Joan’s husband was contributing 6% in his company’s 401k plan and was getting the maximum company contribution of about .60 cents for every $1.00 invested.
They decided to start Roth IRA’s with the balance of the prospective tax refund. Although there was no immediate tax benefit, the investments would grow over time and as they got raises they could increase the amount invested until they reached the allowable yearly maximum. The big benefit would. be after age 59 ½ they would pay no income tax on any withdrawals from the Roth IRA.. So in the first year, they had $120 a month automatically deducted from their checking account, with $60 allocated to each Roth IRA. So in one year each Roth IRA was funded with $720. An additional benefit of the Roth IRA was they considered them an emergency fund as there was no penalty for withdrawing the funds.
Now you ask where did they get the money to fund the Roth IRA’s and the added contributions to the 401k? After some calculations they submitted new W-4 tax withholding forms. They increased their deductions to equal the amount of the anticipated tax refund. Now their take home pay was increased, but with the extra 2% (before tax so the real cost was about 1.70%) for Joan’s 401k and with the $120 a month automatically deducted from their checking account to fund their Roth IRA’s their collective take home pay stayed about the same.

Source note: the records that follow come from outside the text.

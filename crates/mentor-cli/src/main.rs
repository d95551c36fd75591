use std::path::PathBuf;

use anyhow::Result;
use clap::{Parser, Subcommand};
use tracing_subscriber::EnvFilter;

use mentor_core::notification::{AccessScope, TargetLevel};

mod app;
mod commands;

use app::App;

#[derive(Parser)]
#[command(name = "mentor")]
#[command(about = "FCDS Mentor - terminal client for the FCDS academic chat assistant", long_about = None)]
struct Cli {
    #[command(subcommand)]
    command: Option<Commands>,
}

#[derive(Subcommand)]
enum Commands {
    /// Start the interactive chat (the default)
    Chat,
    /// Log in and persist the session token
    Login {
        username: String,
        /// Password; prompted for when omitted
        #[arg(long)]
        password: Option<String>,
    },
    /// Create a student account and log in
    Signup {
        username: String,
        /// Academic level, 0-4
        #[arg(long)]
        level: u8,
        /// Password; prompted for when omitted
        #[arg(long)]
        password: Option<String>,
    },
    /// Log out and clear the local session
    Logout,
    /// Show the current account
    Whoami,
    /// List notifications
    Notifications {
        /// Include notifications already marked as seen
        #[arg(long)]
        all: bool,
    },
    /// Mark notifications as seen by id
    Seen {
        #[arg(required = true)]
        ids: Vec<i64>,
    },
    /// Upload a document to the mentor's knowledge base (admin)
    Upload {
        file: PathBuf,
        /// Who may be served answers from this document:
        /// public, all_students, level_1..level_4, or admin_only
        #[arg(long, default_value = "all_students")]
        access: AccessScope,
        /// Send a notification about the new document
        #[arg(long)]
        notify: Option<String>,
        /// Notification audience: "all" or a level 0-4
        #[arg(long)]
        notify_level: Option<TargetLevel>,
    },
    /// Send a notification to students (admin)
    Broadcast {
        message: String,
        /// Audience: "all" or a level 0-4
        #[arg(long, default_value = "all")]
        level: TargetLevel,
    },
}

#[tokio::main]
async fn main() -> Result<()> {
    tracing_subscriber::fmt()
        .with_env_filter(EnvFilter::from_default_env())
        .with_writer(std::io::stderr)
        .init();

    let cli = Cli::parse();
    let app = App::init().await?;

    match cli.command {
        None | Some(Commands::Chat) => commands::chat::run(&app).await?,
        Some(Commands::Login { username, password }) => {
            commands::auth::login(&app, username, password).await?
        }
        Some(Commands::Signup {
            username,
            level,
            password,
        }) => commands::auth::signup(&app, username, level, password).await?,
        Some(Commands::Logout) => commands::auth::logout(&app).await?,
        Some(Commands::Whoami) => commands::auth::whoami(&app).await?,
        Some(Commands::Notifications { all }) => commands::notifications::list(&app, all).await?,
        Some(Commands::Seen { ids }) => commands::notifications::mark_seen(&app, ids).await?,
        Some(Commands::Upload {
            file,
            access,
            notify,
            notify_level,
        }) => commands::admin::upload(&app, file, access, notify, notify_level).await?,
        Some(Commands::Broadcast { message, level }) => {
            commands::admin::broadcast(&app, message, level).await?
        }
    }

    Ok(())
}
//! Wire types for the backend HTTP surface.
//!
//! The backend is a FastAPI service: error responses carry a `detail` field
//! that is either a plain string (HTTPException) or an array of field-level
//! issues (request validation). Shapes follow
//! the service's published schemas.

use serde::{Deserialize, Serialize};

/// `POST /auth/register` request body.
#[derive(Debug, Serialize)]
pub(crate) struct RegisterRequest<'a> {
    pub username: &'a str,
    pub password: &'a str,
    pub role: &'a str,
    pub level: Option<u8>,
}

/// `POST /auth/login` response body.
#[derive(Debug, Deserialize)]
pub(crate) struct TokenResponse {
    pub access_token: String,
    #[allow(dead_code)]
    pub token_type: String,
}

/// `POST /query` request body.
#[derive(Debug, Serialize)]
pub(crate) struct QueryRequest<'a> {
    pub query: &'a str,
}

/// `POST /admin/broadcast` request body. The backend accepts "all" or an
/// integer; the integer encoding (0 = all) is used here.
#[derive(Debug, Serialize)]
pub(crate) struct BroadcastRequest<'a> {
    pub message: &'a str,
    pub target_level: i64,
}

/// `POST /admin/broadcast` response body.
#[derive(Debug, Deserialize)]
pub(crate) struct BroadcastResponse {
    pub detail: String,
}

/// `POST /notifications/mark-as-seen` request body.
#[derive(Debug, Serialize)]
pub(crate) struct MarkSeenRequest<'a> {
    pub notification_ids: &'a [i64],
}

/// FastAPI error envelope.
#[derive(Debug, Deserialize)]
pub(crate) struct ApiErrorBody {
    pub detail: ErrorDetail,
}

/// `detail` is a string for handler-raised errors and an issue array for
/// request validation failures.
#[derive(Debug, Deserialize)]
#[serde(untagged)]
pub(crate) enum ErrorDetail {
    Message(String),
    Validation(Vec<ValidationIssue>),
}

/// One entry of a 422 validation array.
#[derive(Debug, Deserialize)]
pub(crate) struct ValidationIssue {
    /// Location path, e.g. `["body", "username"]`; may contain array indices.
    #[serde(default)]
    pub loc: Vec<serde_json::Value>,
    pub msg: String,
}

impl ValidationIssue {
    /// The offending field: the last string element of `loc`.
    pub fn field(&self) -> &str {
        self.loc
            .iter()
            .rev()
            .find_map(|v| v.as_str())
            .unwrap_or("body")
    }
}
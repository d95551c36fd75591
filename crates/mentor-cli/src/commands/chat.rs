//! Interactive chat REPL.
//!
//! A rustyline-based loop that sends questions to the mentor and reveals
//! each answer character by character. Ctrl-C during a reveal short-circuits
//! the animation and prints the remainder at once.

use std::borrow::Cow::{self, Borrowed, Owned};
use std::io::Write;

use anyhow::Result;
use colored::Colorize;
use rustyline::Editor;
use rustyline::completion::{Completer, Pair};
use rustyline::highlight::Highlighter;
use rustyline::hint::Hinter;
use rustyline::history::DefaultHistory;
use rustyline::validate::Validator;
use rustyline::{Context, Helper};
use tokio_util::sync::CancellationToken;

use mentor_core::chat::{ChatMessage, Sender, reveal};

use crate::app::App;
use crate::commands::{auth, notifications};

/// CLI helper for rustyline that provides completion, highlighting, and hints.
#[derive(Clone)]
struct CliHelper {
    commands: Vec<String>,
}

impl CliHelper {
    fn new() -> Self {
        Self {
            commands: vec![
                "/help".to_string(),
                "/clear".to_string(),
                "/whoami".to_string(),
                "/notifications".to_string(),
                "/logout".to_string(),
            ],
        }
    }
}

impl Helper for CliHelper {}

impl Completer for CliHelper {
    type Candidate = Pair;

    fn complete(
        &self,
        line: &str,
        pos: usize,
        _ctx: &Context<'_>,
    ) -> rustyline::Result<(usize, Vec<Pair>)> {
        let line = &line[..pos];

        if line.starts_with('/') {
            let candidates: Vec<Pair> = self
                .commands
                .iter()
                .filter(|cmd| cmd.starts_with(line))
                .map(|cmd| Pair {
                    display: cmd.clone(),
                    replacement: cmd.clone(),
                })
                .collect();
            Ok((0, candidates))
        } else {
            Ok((0, vec![]))
        }
    }
}

impl Highlighter for CliHelper {
    fn highlight<'l>(&self, line: &'l str, _pos: usize) -> Cow<'l, str> {
        if line.starts_with('/') {
            Owned(line.bright_cyan().to_string())
        } else {
            Borrowed(line)
        }
    }

    fn highlight_char(&self, _line: &str, _pos: usize, _forced: bool) -> bool {
        true
    }
}

impl Hinter for CliHelper {
    type Hint = String;

    fn hint(&self, line: &str, pos: usize, _ctx: &Context<'_>) -> Option<String> {
        let line = &line[..pos];

        if line.starts_with('/') && !line.contains(' ') {
            self.commands
                .iter()
                .find(|cmd| cmd.starts_with(line) && cmd.len() > line.len())
                .map(|cmd| cmd[line.len()..].to_string())
        } else {
            None
        }
    }
}

impl Validator for CliHelper {}

/// Runs the chat REPL until the user quits.
pub async fn run(app: &App) -> Result<()> {
    let mut rl: Editor<CliHelper, DefaultHistory> = Editor::new()?;
    rl.set_helper(Some(CliHelper::new()));

    println!("{}", "=== FCDS Mentor ===".bright_magenta().bold());
    match app.identity.identity().await {
        Some(identity) => println!(
            "{}",
            format!("Logged in as {}.", identity.username).bright_black()
        ),
        None => println!(
            "{}",
            "Not logged in; questions are sent as a guest.".bright_black()
        ),
    }
    println!(
        "{}",
        "Ask a question, use /help for commands, or 'quit' to exit.".bright_black()
    );
    println!();

    replay_transcript(app).await?;

    loop {
        match rl.readline(">> ") {
            Ok(line) => {
                let trimmed = line.trim();

                if trimmed == "quit" || trimmed == "exit" {
                    println!("{}", "Goodbye!".bright_green());
                    break;
                }
                if trimmed.is_empty() {
                    continue;
                }

                let _ = rl.add_history_entry(&line);

                if let Some(command) = trimmed.strip_prefix('/') {
                    handle_slash_command(app, command).await;
                    continue;
                }

                send_and_reveal(app, trimmed).await;
            }
            Err(rustyline::error::ReadlineError::Interrupted) => {
                println!("{}", "CTRL-C detected. Type 'quit' to exit.".yellow());
            }
            Err(rustyline::error::ReadlineError::Eof) => {
                println!("{}", "CTRL-D detected. Exiting...".bright_green());
                break;
            }
            Err(err) => {
                eprintln!("{}", format!("Error: {:?}", err).red());
                break;
            }
        }
    }

    Ok(())
}

/// Prints the persisted transcript so the conversation picks up where it
/// left off. Messages stranded mid-reveal by a previous run are shown in
/// full and marked revealed.
async fn replay_transcript(app: &App) -> Result<()> {
    let transcript = app.chat.transcript().await;
    for message in &transcript {
        print_message(message);
        if message.reveal_pending {
            app.chat.mark_reveal_complete(message.id).await?;
        }
    }
    if !transcript.is_empty() {
        println!();
    }
    Ok(())
}

fn print_message(message: &ChatMessage) {
    match message.sender {
        Sender::User => println!("{}", format!(">> {}", message.text).green()),
        Sender::Assistant => {
            for line in message.text.lines() {
                println!("{}", line.bright_blue());
            }
        }
    }
}

async fn handle_slash_command(app: &App, command: &str) {
    let result = match command {
        "help" => {
            println!("{}", "/clear          wipe the conversation".bright_black());
            println!("{}", "/whoami         show the current account".bright_black());
            println!("{}", "/notifications  list unseen notifications".bright_black());
            println!("{}", "/logout         log out and clear the transcript".bright_black());
            Ok(())
        }
        "clear" => match app.chat.clear().await {
            Ok(()) => {
                println!("{}", "Transcript cleared.".bright_green());
                Ok(())
            }
            Err(e) => Err(e.into()),
        },
        "whoami" => auth::whoami(app).await,
        "notifications" => notifications::list(app, false).await,
        "logout" => auth::logout(app).await,
        _ => {
            println!("{}", "Unknown command".bright_black());
            Ok(())
        }
    };

    if let Err(e) = result {
        eprintln!("{}", format!("Error: {}", e).red());
    }
}

async fn send_and_reveal(app: &App, query: &str) {
    let transcript = match app.chat.send_message(query).await {
        Ok(transcript) => transcript,
        Err(e) => {
            eprintln!("{}", format!("Error: {}", e).red());
            return;
        }
    };

    let Some(answer) = transcript
        .iter()
        .rev()
        .find(|m| m.sender == Sender::Assistant)
    else {
        return;
    };

    if let Err(e) = reveal_answer(app, answer).await {
        eprintln!("{}", format!("Error: {}", e).red());
    }
}

/// Prints the assistant message character by character, finishing instantly
/// on Ctrl-C. Marks the reveal complete exactly once either way.
async fn reveal_answer(app: &App, answer: &ChatMessage) -> Result<()> {
    let cancel = CancellationToken::new();
    let mut chunks = reveal::spawn(answer.text.clone(), cancel.clone());

    let mut stdout = std::io::stdout();
    let mut printed = 0usize;

    loop {
        tokio::select! {
            chunk = chunks.recv() => {
                let Some(c) = chunk else { break };
                print!("{}", c.to_string().bright_blue());
                stdout.flush()?;
                printed += 1;
            }
            _ = tokio::signal::ctrl_c() => {
                cancel.cancel();
                // Drain whatever was already in flight before the cancel.
                while let Some(c) = chunks.recv().await {
                    print!("{}", c.to_string().bright_blue());
                    printed += 1;
                }
                let remainder: String = answer.text.chars().skip(printed).collect();
                print!("{}", remainder.bright_blue());
                stdout.flush()?;
                break;
            }
        }
    }
    println!();

    app.chat.mark_reveal_complete(answer.id).await?;
    Ok(())
}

But look what they accomplished. A 401k with an additional $1200 invested and Roth IRA’s
with an additional $720 each invested for a total of about $2620. All instead of a tax refund of about $2000. And the investments will continue to grow and compound. When asked if she missed the big tax refund Joan said, “I don’t even remember what we did with the tax refund last year. I think we paid some bills and went out to eat a few times and it was gone. I’m real happy with the change.”
What about you? Which group are you in the lunch room? It’s never too late to take control of your tax refund. Consider turning it into a long term benefit rather than the one time windfall. After all it’s your money and your future.